*** Begin section ***
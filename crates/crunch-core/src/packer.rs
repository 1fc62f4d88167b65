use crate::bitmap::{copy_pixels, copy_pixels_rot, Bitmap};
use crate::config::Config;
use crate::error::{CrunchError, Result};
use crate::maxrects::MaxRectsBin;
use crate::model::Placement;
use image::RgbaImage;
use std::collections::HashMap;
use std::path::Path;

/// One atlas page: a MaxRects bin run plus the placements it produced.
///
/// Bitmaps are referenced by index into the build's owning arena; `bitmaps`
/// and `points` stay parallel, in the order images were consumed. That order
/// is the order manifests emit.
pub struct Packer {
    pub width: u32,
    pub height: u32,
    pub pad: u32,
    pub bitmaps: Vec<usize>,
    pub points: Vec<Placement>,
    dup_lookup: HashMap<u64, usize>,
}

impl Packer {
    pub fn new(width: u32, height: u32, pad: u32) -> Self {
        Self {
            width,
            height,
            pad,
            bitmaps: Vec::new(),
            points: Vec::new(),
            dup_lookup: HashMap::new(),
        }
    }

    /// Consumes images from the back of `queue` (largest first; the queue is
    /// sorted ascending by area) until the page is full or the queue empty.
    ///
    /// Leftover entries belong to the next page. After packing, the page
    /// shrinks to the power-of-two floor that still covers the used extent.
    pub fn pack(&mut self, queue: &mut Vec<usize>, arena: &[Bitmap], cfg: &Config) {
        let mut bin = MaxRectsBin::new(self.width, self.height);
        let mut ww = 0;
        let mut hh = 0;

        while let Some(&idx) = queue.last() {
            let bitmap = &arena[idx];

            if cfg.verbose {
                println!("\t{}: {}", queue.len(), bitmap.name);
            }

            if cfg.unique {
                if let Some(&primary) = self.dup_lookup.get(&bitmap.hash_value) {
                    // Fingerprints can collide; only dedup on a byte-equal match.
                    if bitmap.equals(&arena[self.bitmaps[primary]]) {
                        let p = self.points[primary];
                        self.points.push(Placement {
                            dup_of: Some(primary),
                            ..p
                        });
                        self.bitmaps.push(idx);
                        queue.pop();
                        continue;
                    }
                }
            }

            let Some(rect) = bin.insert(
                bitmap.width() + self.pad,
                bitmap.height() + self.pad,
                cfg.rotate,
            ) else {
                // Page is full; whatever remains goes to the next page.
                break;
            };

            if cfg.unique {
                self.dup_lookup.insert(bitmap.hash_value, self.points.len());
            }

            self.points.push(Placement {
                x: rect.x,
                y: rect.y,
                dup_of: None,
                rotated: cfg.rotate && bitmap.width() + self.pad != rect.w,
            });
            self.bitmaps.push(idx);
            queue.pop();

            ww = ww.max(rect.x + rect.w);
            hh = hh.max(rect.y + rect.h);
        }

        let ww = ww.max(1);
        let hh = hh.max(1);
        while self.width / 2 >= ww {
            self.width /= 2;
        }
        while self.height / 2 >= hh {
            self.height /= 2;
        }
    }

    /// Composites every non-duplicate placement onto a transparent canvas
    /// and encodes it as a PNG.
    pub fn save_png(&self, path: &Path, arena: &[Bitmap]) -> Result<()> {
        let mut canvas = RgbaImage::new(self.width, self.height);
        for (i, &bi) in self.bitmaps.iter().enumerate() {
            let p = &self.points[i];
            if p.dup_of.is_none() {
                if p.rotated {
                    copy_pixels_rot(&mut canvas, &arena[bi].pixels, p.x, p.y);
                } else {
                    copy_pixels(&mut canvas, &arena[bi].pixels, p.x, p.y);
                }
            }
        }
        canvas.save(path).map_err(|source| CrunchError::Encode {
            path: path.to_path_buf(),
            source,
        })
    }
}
*** End section ***
The records above are to be duplicated in full and exactly.

• Output of the task:
filename crates/crunch-core/src/packer.rs
repository 1fc62f4d88167b65
use crate::bitmap::{copy_pixels, copy_pixels_rot, Bitmap};
use crate::config::Config;
use crate::error::{CrunchError, Result};
use crate::maxrects::MaxRectsBin;
use crate::model::Placement;
use image::RgbaImage;
use std::collections::HashMap;
use std::path::Path;

/// One atlas page: a MaxRects bin run plus the placements it produced.
///
/// Bitmaps are referenced by index into the build's owning arena; `bitmaps`
/// and `points` stay parallel, in the order images were consumed. That order
/// is the order manifests emit.
pub struct Packer {
    pub width: u32,
    pub height: u32,
    pub pad: u32,
    pub bitmaps: Vec<usize>,
    pub points: Vec<Placement>,
    dup_lookup: HashMap<u64, usize>,
}

impl Packer {
    pub fn new(width: u32, height: u32, pad: u32) -> Self {
        Self {
            width,
            height,
            pad,
            bitmaps: Vec::new(),
            points: Vec::new(),
            dup_lookup: HashMap::new(),
        }
    }

    /// Consumes images from the back of `queue` (largest first; the queue is
    /// sorted ascending by area) until the page is full or the queue empty.
    ///
    /// Leftover entries belong to the next page. After packing, the page
    /// shrinks to the power-of-two floor that still covers the used extent.
    pub fn pack(&mut self, queue: &mut Vec<usize>, arena: &[Bitmap], cfg: &Config) {
        let mut bin = MaxRectsBin::new(self.width, self.height);
        let mut ww = 0;
        let mut hh = 0;

        while let Some(&idx) = queue.last() {
            let bitmap = &arena[idx];

            if cfg.verbose {
                println!("\t{}: {}", queue.len(), bitmap.name);
            }

            if cfg.unique {
                if let Some(&primary) = self.dup_lookup.get(&bitmap.hash_value) {
                    // Fingerprints can collide; only dedup on a byte-equal match.
                    if bitmap.equals(&arena[self.bitmaps[primary]]) {
                        let p = self.points[primary];
                        self.points.push(Placement {
                            dup_of: Some(primary),
                            ..p
                        });
                        self.bitmaps.push(idx);
                        queue.pop();
                        continue;
                    }
                }
            }

            let Some(rect) = bin.insert(
                bitmap.width() + self.pad,
                bitmap.height() + self.pad,
                cfg.rotate,
            ) else {
                // Page is full; whatever remains goes to the next page.
                break;
            };

            if cfg.unique {
                self.dup_lookup.insert(bitmap.hash_value, self.points.len());
            }

            self.points.push(Placement {
                x: rect.x,
                y: rect.y,
                dup_of: None,
                rotated: cfg.rotate && bitmap.width() + self.pad != rect.w,
            });
            self.bitmaps.push(idx);
            queue.pop();

            ww = ww.max(rect.x + rect.w);
            hh = hh.max(rect.y + rect.h);
        }

        let ww = ww.max(1);
        let hh = hh.max(1);
        while self.width / 2 >= ww {
            self.width /= 2;
        }
        while self.height / 2 >= hh {
            self.height /= 2;
        }
    }

    /// Composites every non-duplicate placement onto a transparent canvas
    /// and encodes it as a PNG.
    pub fn save_png(&self, path: &Path, arena: &[Bitmap]) -> Result<()> {
        let mut canvas = RgbaImage::new(self.width, self.height);
        for (i, &bi) in self.bitmaps.iter().enumerate() {
            let p = &self.points[i];
            if p.dup_of.is_none() {
                if p.rotated {
                    copy_pixels_rot(&mut canvas, &arena[bi].pixels, p.x, p.y);
                } else {
                    copy_pixels(&mut canvas, &arena[bi].pixels, p.x, p.y);
                }
            }
        }
        canvas.save(path).map_err(|source| CrunchError::Encode {
            path: path.to_path_buf(),
            source,
        })
    }
}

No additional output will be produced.